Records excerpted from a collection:
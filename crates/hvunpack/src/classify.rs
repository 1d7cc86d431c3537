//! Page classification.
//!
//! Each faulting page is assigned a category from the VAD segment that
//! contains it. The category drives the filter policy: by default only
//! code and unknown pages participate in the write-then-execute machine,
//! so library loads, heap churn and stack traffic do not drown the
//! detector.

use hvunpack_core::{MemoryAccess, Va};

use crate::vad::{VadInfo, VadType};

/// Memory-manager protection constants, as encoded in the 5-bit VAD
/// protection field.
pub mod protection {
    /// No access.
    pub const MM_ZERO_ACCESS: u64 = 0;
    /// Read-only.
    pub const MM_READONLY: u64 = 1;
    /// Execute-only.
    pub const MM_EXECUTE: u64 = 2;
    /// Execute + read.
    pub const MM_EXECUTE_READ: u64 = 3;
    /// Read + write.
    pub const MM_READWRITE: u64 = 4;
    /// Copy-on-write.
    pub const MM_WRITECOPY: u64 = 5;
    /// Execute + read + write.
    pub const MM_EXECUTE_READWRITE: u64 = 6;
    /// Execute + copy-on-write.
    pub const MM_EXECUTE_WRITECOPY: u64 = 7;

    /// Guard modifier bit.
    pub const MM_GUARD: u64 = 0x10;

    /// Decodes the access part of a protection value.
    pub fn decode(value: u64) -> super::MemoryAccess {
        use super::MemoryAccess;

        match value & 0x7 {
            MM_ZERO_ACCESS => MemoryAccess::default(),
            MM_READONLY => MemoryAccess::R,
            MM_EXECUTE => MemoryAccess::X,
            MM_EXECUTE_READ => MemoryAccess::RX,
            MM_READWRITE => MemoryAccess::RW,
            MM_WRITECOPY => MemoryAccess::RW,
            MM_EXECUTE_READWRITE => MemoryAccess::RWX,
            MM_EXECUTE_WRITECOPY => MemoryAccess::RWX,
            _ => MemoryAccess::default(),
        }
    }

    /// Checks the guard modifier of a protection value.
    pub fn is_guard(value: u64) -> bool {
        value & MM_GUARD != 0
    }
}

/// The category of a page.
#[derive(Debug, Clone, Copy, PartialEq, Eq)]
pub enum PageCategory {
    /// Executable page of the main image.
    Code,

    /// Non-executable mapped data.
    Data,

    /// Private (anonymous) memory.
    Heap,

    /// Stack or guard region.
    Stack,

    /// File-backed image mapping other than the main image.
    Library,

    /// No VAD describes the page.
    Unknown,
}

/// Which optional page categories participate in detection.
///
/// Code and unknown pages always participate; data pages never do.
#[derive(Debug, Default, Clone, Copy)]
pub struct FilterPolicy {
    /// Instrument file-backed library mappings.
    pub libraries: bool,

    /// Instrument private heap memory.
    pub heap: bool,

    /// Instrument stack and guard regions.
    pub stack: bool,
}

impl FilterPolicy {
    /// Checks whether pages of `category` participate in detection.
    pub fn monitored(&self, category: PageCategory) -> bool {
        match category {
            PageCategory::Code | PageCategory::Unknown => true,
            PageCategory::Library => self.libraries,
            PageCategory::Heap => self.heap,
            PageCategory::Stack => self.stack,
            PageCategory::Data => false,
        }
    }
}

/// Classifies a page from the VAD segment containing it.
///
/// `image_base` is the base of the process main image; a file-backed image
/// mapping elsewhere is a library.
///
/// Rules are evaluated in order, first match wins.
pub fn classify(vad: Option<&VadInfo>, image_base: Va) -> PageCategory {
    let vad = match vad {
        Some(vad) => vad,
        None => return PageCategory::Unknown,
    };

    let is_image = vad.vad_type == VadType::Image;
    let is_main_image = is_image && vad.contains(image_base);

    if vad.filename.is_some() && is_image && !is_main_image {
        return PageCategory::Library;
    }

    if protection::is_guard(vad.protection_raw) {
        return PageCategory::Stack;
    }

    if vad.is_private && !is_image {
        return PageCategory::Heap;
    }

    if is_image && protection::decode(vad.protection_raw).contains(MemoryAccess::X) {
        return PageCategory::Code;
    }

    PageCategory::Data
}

* * *

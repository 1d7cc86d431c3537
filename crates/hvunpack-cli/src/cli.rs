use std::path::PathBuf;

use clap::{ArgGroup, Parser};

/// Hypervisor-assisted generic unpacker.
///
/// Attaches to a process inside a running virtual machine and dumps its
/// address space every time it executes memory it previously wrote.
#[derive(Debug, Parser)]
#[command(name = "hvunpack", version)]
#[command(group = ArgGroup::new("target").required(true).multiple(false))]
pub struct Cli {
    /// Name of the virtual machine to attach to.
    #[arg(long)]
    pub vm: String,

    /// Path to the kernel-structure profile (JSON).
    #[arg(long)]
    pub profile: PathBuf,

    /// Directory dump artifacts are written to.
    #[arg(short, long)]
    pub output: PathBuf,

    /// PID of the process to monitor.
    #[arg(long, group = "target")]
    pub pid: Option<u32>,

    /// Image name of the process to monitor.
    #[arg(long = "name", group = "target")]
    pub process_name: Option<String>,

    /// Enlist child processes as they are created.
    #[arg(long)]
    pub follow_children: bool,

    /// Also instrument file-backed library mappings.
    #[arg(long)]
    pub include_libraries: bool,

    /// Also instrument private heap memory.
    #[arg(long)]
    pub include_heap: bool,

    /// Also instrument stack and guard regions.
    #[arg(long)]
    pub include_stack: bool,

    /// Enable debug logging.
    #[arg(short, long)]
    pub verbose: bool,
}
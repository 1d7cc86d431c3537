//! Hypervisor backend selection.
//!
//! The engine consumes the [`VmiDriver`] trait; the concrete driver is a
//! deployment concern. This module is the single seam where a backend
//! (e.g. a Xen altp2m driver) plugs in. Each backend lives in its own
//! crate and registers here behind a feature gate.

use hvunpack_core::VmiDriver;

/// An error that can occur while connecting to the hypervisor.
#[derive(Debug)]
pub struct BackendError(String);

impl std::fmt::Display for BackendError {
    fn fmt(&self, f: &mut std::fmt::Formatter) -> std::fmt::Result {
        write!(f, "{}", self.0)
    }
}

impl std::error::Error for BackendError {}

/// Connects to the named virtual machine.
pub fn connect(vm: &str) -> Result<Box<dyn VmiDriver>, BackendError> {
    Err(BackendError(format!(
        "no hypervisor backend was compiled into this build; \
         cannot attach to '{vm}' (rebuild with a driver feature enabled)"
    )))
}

==

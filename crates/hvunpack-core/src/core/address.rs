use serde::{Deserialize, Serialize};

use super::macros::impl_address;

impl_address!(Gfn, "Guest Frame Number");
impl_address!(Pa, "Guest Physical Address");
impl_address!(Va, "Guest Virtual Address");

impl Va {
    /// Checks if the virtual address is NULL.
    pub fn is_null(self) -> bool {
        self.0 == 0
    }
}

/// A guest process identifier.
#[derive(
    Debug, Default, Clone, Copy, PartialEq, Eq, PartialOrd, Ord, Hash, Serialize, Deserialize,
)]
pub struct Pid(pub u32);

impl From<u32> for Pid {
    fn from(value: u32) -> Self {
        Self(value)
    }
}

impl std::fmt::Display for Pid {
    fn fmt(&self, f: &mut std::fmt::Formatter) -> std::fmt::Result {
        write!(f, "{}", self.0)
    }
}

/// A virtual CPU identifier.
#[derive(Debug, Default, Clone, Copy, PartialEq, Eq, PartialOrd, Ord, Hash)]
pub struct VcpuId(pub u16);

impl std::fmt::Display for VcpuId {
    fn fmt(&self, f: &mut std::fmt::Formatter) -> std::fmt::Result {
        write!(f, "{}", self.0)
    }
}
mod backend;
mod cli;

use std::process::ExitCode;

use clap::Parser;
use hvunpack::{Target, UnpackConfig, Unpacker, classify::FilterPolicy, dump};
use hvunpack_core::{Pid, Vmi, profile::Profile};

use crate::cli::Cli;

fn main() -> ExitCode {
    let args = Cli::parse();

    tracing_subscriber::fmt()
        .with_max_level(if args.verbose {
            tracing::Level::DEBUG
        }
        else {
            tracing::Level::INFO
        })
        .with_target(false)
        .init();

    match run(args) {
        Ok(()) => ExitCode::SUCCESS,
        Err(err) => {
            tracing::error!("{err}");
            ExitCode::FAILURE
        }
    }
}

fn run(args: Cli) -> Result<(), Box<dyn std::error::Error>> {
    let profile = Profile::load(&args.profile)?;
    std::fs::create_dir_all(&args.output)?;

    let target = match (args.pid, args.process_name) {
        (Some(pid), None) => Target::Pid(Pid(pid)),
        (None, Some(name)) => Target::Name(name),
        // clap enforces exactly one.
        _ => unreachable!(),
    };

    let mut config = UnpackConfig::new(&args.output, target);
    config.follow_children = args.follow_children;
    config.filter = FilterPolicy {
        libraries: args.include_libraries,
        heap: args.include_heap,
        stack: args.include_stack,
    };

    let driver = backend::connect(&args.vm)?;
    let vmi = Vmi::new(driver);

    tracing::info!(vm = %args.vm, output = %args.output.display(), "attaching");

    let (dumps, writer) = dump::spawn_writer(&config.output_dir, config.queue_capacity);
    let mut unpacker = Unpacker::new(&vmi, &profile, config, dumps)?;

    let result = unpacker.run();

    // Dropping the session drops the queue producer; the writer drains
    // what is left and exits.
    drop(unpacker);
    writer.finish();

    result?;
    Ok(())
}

REQUIREMENT
When a line in the records above contains the word "BackendError", copy it.

RESPONSE AREA
pub struct BackendError(String);
impl std::fmt::Display for BackendError {
impl std::error::Error for BackendError {}
pub fn connect(vm: &str) -> Result<Box<dyn VmiDriver>, BackendError> {
    Err(BackendError(format!(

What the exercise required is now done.